TASK DESCRIPTION :: Up to and including the line with "queue: &str) -> MessagingResult<()>;", output the records exactly as they appear.

EXERCISE DATA ::
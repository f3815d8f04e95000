//! # Queue Transport
//!
//! At-least-once message delivery. [`PgmqTransport`] talks to the pgmq
//! extension through plain SQL on the shared sqlx pool; [`InMemoryTransport`]
//! keeps the same visibility-timeout semantics in process.

use super::errors::{MessagingError, MessagingResult};
use async_trait::async_trait;
use parking_lot::Mutex;
use sqlx::{PgPool, Row};
use std::collections::HashMap;
use std::sync::atomic::{AtomicI64, Ordering};
use std::sync::Arc;
use std::time::{Duration, Instant};
use tracing::{debug, instrument};

/// A message read from a queue; invisible to other readers until its
/// visibility timeout lapses or it is deleted
#[derive(Debug, Clone, PartialEq)]
pub struct QueueMessage {
    pub msg_id: i64,
    pub read_ct: i32,
    pub message: serde_json::Value,
}

#[async_trait]
pub trait QueueTransport: Send + Sync {
    async fn ensure_queue(&self, queue: &str) -> MessagingResult<()>;

    async fn send(&self, queue: &str, message: &serde_json::Value) -> MessagingResult<i64>;

    async fn read(
        &self,
        queue: &str,
        visibility_timeout_seconds: i32,
        limit: i32,
    ) -> MessagingResult<Vec<QueueMessage>>;

    async fn delete(&self, queue: &str, msg_id: i64) -> MessagingResult<()>;

    /// Push the message's visibility `seconds` into the future
    async fn set_visibility_timeout(
        &self,
        queue: &str,
        msg_id: i64,
        seconds: i32,
    ) -> MessagingResult<()>;
}

#[derive(Debug, Clone)]
pub struct PgmqTransport {
    pool: PgPool,
}

impl PgmqTransport {
    pub fn new(pool: PgPool) -> Self {
        Self { pool }
    }
}

#[async_trait]
impl QueueTransport for PgmqTransport {
    async fn ensure_queue(&self, queue: &str) -> MessagingResult<()> {
        sqlx::query("SELECT pgmq.create($1)")
            .bind(queue)
            .execute(&self.pool)
            .await
            .map_err(|e| MessagingError::queue_operation(queue, "create", e.to_string()))?;
        Ok(())
    }

    #[instrument(skip(self, message))]
    async fn send(&self, queue: &str, message: &serde_json::Value) -> MessagingResult<i64> {
        let msg_id = sqlx::query_scalar::<_, i64>("SELECT pgmq.send($1, $2::jsonb)")
            .bind(queue)
            .bind(message)
            .fetch_one(&self.pool)
            .await
            .map_err(|e| MessagingError::queue_operation(queue, "send", e.to_string()))?;

        debug!(msg_id, "Message sent");
        Ok(msg_id)
    }

    async fn read(
        &self,
        queue: &str,
        visibility_timeout_seconds: i32,
        limit: i32,
    ) -> MessagingResult<Vec<QueueMessage>> {
        let rows = sqlx::query("SELECT msg_id, read_ct, message FROM pgmq.read($1, $2, $3)")
            .bind(queue)
            .bind(visibility_timeout_seconds)
            .bind(limit)
            .fetch_all(&self.pool)
            .await
            .map_err(|e| MessagingError::queue_operation(queue, "read", e.to_string()))?;

        Ok(rows
            .into_iter()
            .map(|row| QueueMessage {
                msg_id: row.get("msg_id"),
                read_ct: row.get("read_ct"),
                message: row.get("message"),
            })
            .collect())
    }

    async fn delete(&self, queue: &str, msg_id: i64) -> MessagingResult<()> {
        let deleted = sqlx::query_scalar::<_, bool>("SELECT pgmq.delete($1, $2)")
            .bind(queue)
            .bind(msg_id)
            .fetch_one(&self.pool)
            .await
            .map_err(|e| MessagingError::queue_operation(queue, "delete", e.to_string()))?;

        if !deleted {
            return Err(MessagingError::MessageNotFound {
                queue_name: queue.to_string(),
                msg_id,
            });
        }
        Ok(())
    }

    async fn set_visibility_timeout(
        &self,
        queue: &str,
        msg_id: i64,
        seconds: i32,
    ) -> MessagingResult<()> {
        let updated = sqlx::query("SELECT msg_id FROM pgmq.set_vt($1, $2, $3)")
            .bind(queue)
            .bind(msg_id)
            .bind(seconds)
            .fetch_optional(&self.pool)
            .await
            .map_err(|e| MessagingError::queue_operation(queue, "set_vt", e.to_string()))?;

        if updated.is_none() {
            return Err(MessagingError::MessageNotFound {
                queue_name: queue.to_string(),
                msg_id,
            });
        }
        Ok(())
    }
}

#[derive(Debug, Clone)]
struct StoredMessage {
    msg_id: i64,
    read_ct: i32,
    visible_at: Instant,
    message: serde_json::Value,
}

/// Process-local queues with pgmq-like visibility semantics
#[derive(Debug, Default)]
pub struct InMemoryTransport {
    queues: Mutex<HashMap<String, Vec<StoredMessage>>>,
    next_id: AtomicI64,
}

impl InMemoryTransport {
    pub fn new() -> Self {
        Self::default()
    }

    /// Every message still in `queue`, visible or not
    pub fn messages(&self, queue: &str) -> Vec<serde_json::Value> {
        self.queues
            .lock()
            .get(queue)
            .map(|messages| messages.iter().map(|m| m.message.clone()).collect())
            .unwrap_or_default()
    }

    pub fn len(&self, queue: &str) -> usize {
        self.queues.lock().get(queue).map(Vec::len).unwrap_or(0)
    }

    pub fn is_empty(&self, queue: &str) -> bool {
        self.len(queue) == 0
    }
}

fn seconds(value: i32) -> Duration {
    Duration::from_secs(value.max(0) as u64)
}

#[async_trait]
impl QueueTransport for InMemoryTransport {
    async fn ensure_queue(&self, queue: &str) -> MessagingResult<()> {
        self.queues.lock().entry(queue.to_string()).or_default();
        Ok(())
    }

    async fn send(&self, queue: &str, message: &serde_json::Value) -> MessagingResult<i64> {
        let msg_id = self.next_id.fetch_add(1, Ordering::SeqCst) + 1;
        self.queues
            .lock()
            .entry(queue.to_string())
            .or_default()
            .push(StoredMessage {
                msg_id,
                read_ct: 0,
                visible_at: Instant::now(),
                message: message.clone(),
            });
        Ok(msg_id)
    }

    async fn read(
        &self,
        queue: &str,
        visibility_timeout_seconds: i32,
        limit: i32,
    ) -> MessagingResult<Vec<QueueMessage>> {
        let mut queues = self.queues.lock();
        let messages = queues
            .get_mut(queue)
            .ok_or_else(|| MessagingError::queue_not_found(queue))?;

        let now = Instant::now();
        let mut read = Vec::new();
        for stored in messages
            .iter_mut()
            .filter(|m| m.visible_at <= now)
            .take(limit.max(0) as usize)
        {
            stored.read_ct += 1;
            stored.visible_at = now + seconds(visibility_timeout_seconds);
            read.push(QueueMessage {
                msg_id: stored.msg_id,
                read_ct: stored.read_ct,
                message: stored.message.clone(),
            });
        }
        Ok(read)
    }

    async fn delete(&self, queue: &str, msg_id: i64) -> MessagingResult<()> {
        let mut queues = self.queues.lock();
        let messages = queues
            .get_mut(queue)
            .ok_or_else(|| MessagingError::queue_not_found(queue))?;

        let before = messages.len();
        messages.retain(|m| m.msg_id != msg_id);
        if messages.len() == before {
            return Err(MessagingError::MessageNotFound {
                queue_name: queue.to_string(),
                msg_id,
            });
        }
        Ok(())
    }

    async fn set_visibility_timeout(
        &self,
        queue: &str,
        msg_id: i64,
        seconds_from_now: i32,
    ) -> MessagingResult<()> {
        let mut queues = self.queues.lock();
        let stored = queues
            .get_mut(queue)
            .and_then(|messages| messages.iter_mut().find(|m| m.msg_id == msg_id))
            .ok_or_else(|| MessagingError::MessageNotFound {
                queue_name: queue.to_string(),
                msg_id,
            })?;
        stored.visible_at = Instant::now() + seconds(seconds_from_now);
        Ok(())
    }
}

/// Handle on the queue message that triggered the current invocation, used
/// by long-running processors to keep the transport from redelivering it
#[derive(Clone)]
pub struct MessageLease {
    transport: Arc<dyn QueueTransport>,
    queue: String,
    msg_id: i64,
}

impl std::fmt::Debug for MessageLease {
    fn fmt(&self, f: &mut std::fmt::Formatter<'_>) -> std::fmt::Result {
        f.debug_struct("MessageLease")
            .field("queue", &self.queue)
            .field("msg_id", &self.msg_id)
            .finish()
    }
}

impl MessageLease {
    pub fn new(transport: Arc<dyn QueueTransport>, queue: impl Into<String>, msg_id: i64) -> Self {
        Self {
            transport,
            queue: queue.into(),
            msg_id,
        }
    }

    pub fn msg_id(&self) -> i64 {
        self.msg_id
    }

    pub async fn extend(&self, seconds: i32) -> MessagingResult<()> {
        debug!(queue = %self.queue, msg_id = self.msg_id, seconds, "Extending message lease");
        self.transport
            .set_visibility_timeout(&self.queue, self.msg_id, seconds)
            .await
    }
}

#[cfg(test)]
mod tests {
    use super::*;
    use serde_json::json;

    #[tokio::test]
    async fn test_read_hides_message_until_timeout() {
        let transport = InMemoryTransport::new();
        transport.ensure_queue("q").await.unwrap();
        transport.send("q", &json!({"n": 1})).await.unwrap();

        let first = transport.read("q", 30, 10).await.unwrap();
        assert_eq!(first.len(), 1);
        assert_eq!(first[0].read_ct, 1);
        assert!(transport.read("q", 30, 10).await.unwrap().is_empty());

        transport
            .set_visibility_timeout("q", first[0].msg_id, 0)
            .await
            .unwrap();
        let again = transport.read("q", 30, 10).await.unwrap();
        assert_eq!(again[0].read_ct, 2);
    }

    #[tokio::test]
    async fn test_delete_removes_message() {
        let transport = InMemoryTransport::new();
        let msg_id = transport.send("q", &json!({})).await.unwrap();

        transport.delete("q", msg_id).await.unwrap();
        assert!(transport.is_empty("q"));
        assert!(matches!(
            transport.delete("q", msg_id).await.unwrap_err(),
            MessagingError::MessageNotFound { .. }
        ));
    }

    #[tokio::test]
    async fn test_lease_extension() {
        let transport = Arc::new(InMemoryTransport::new());
        let msg_id = transport.send("q", &json!({})).await.unwrap();
        transport.read("q", 0, 1).await.unwrap();

        let lease = MessageLease::new(transport.clone(), "q", msg_id);
        lease.extend(600).await.unwrap();

        assert!(transport.read("q", 30, 10).await.unwrap().is_empty());
    }
}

ANSWER SPACE ::
repository f3815d8f04e95000
//! # Queue Transport
//!
//! At-least-once message delivery. [`PgmqTransport`] talks to the pgmq
//! extension through plain SQL on the shared sqlx pool; [`InMemoryTransport`]
//! keeps the same visibility-timeout semantics in process.

use super::errors::{MessagingError, MessagingResult};
use async_trait::async_trait;
use parking_lot::Mutex;
use sqlx::{PgPool, Row};
use std::collections::HashMap;
use std::sync::atomic::{AtomicI64, Ordering};
use std::sync::Arc;
use std::time::{Duration, Instant};
use tracing::{debug, instrument};

/// A message read from a queue; invisible to other readers until its
/// visibility timeout lapses or it is deleted
#[derive(Debug, Clone, PartialEq)]
pub struct QueueMessage {
    pub msg_id: i64,
    pub read_ct: i32,
    pub message: serde_json::Value,
}

#[async_trait]
pub trait QueueTransport: Send + Sync {
    async fn ensure_queue(&self, queue: &str) -> MessagingResult<()>;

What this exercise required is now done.